Saved data entries:
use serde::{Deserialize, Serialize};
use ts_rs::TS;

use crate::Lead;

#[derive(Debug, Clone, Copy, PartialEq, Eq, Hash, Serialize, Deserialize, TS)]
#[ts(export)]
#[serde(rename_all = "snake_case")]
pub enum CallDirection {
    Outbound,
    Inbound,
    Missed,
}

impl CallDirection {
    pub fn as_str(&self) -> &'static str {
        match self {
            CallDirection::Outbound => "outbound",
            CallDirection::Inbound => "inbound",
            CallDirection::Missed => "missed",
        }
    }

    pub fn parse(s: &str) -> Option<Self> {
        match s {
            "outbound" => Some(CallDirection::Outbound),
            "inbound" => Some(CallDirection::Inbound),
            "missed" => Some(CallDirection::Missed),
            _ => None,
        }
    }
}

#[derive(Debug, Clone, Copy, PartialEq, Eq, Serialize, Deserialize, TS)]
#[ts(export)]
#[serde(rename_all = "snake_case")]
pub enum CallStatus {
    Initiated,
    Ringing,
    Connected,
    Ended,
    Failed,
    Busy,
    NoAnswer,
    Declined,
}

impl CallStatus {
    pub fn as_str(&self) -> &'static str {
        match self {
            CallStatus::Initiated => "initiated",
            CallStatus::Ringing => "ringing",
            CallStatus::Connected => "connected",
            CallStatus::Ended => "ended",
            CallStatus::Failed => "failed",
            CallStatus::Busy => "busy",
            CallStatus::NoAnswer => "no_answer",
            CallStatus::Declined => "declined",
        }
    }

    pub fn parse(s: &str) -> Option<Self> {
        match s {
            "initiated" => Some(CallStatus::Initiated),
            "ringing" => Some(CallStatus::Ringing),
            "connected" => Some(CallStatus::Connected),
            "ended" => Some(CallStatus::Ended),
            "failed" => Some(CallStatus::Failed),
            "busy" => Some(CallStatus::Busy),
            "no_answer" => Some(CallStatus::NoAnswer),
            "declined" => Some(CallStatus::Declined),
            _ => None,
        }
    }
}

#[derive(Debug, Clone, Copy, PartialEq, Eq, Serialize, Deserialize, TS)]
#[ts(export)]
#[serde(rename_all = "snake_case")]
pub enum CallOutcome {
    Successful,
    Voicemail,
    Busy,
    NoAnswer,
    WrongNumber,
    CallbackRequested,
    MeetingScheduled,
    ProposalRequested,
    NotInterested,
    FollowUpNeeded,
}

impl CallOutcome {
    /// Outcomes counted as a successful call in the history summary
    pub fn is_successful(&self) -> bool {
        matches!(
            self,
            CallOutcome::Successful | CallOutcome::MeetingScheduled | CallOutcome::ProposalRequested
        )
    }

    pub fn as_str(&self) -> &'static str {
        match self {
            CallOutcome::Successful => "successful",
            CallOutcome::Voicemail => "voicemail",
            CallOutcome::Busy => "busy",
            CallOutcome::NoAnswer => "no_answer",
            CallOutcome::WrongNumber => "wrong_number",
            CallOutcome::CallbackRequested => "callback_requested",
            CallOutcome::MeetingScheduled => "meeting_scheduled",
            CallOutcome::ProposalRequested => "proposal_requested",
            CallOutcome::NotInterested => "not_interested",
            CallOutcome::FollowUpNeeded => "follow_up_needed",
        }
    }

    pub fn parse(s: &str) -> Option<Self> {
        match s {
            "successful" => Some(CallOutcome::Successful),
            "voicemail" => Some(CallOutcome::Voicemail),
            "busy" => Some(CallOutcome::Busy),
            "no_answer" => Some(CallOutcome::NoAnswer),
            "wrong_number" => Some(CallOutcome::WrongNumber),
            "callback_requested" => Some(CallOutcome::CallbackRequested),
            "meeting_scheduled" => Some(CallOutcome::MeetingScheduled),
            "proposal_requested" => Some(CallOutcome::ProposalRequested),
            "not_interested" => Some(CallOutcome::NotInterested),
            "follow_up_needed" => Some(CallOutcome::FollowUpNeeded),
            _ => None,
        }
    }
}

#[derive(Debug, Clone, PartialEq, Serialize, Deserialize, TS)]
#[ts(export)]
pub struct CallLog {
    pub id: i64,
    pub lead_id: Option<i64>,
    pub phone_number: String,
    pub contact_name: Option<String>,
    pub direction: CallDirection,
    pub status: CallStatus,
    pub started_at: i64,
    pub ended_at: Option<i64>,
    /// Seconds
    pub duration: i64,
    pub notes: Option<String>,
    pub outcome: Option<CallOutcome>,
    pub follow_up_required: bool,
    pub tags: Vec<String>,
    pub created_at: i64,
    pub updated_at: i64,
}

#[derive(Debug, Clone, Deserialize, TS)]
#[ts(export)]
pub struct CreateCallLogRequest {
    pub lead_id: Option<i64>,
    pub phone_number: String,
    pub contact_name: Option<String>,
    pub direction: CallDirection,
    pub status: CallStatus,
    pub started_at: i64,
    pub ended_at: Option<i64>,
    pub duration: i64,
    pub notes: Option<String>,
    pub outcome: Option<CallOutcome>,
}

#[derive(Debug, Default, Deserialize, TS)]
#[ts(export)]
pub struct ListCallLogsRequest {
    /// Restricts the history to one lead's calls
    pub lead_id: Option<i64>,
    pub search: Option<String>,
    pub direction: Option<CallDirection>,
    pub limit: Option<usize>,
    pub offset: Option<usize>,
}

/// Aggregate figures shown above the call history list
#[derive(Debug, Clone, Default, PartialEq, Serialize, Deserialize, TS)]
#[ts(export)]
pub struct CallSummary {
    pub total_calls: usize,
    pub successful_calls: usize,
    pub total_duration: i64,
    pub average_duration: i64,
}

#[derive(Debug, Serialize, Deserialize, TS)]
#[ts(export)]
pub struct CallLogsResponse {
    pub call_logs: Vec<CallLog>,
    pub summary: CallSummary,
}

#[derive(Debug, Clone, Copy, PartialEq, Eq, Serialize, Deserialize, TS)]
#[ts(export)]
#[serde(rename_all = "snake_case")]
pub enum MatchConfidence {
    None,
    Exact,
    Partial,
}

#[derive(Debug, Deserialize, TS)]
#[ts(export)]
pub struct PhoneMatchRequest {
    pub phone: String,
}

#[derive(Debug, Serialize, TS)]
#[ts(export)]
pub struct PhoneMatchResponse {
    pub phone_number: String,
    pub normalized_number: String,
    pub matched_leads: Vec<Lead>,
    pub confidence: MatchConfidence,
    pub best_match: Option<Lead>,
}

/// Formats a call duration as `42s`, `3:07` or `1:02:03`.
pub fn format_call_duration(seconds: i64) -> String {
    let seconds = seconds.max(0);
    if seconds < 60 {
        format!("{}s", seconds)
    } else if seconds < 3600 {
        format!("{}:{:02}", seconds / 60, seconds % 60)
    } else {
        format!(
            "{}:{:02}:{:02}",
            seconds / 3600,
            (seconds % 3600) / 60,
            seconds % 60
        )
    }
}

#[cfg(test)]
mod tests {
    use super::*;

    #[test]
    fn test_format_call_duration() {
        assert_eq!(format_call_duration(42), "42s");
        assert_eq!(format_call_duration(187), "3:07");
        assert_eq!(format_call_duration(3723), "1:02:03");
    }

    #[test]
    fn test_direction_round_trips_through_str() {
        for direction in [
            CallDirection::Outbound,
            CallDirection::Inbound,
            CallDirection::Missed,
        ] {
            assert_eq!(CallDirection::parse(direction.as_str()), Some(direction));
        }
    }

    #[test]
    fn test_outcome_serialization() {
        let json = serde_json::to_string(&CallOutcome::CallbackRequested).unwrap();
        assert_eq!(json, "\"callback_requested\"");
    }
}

§ **AIM OF THE TASK**
Each line above that contains "Clone" counts once; report the resulting number and nothing else.

§ **SOLVED EXERCISE**
7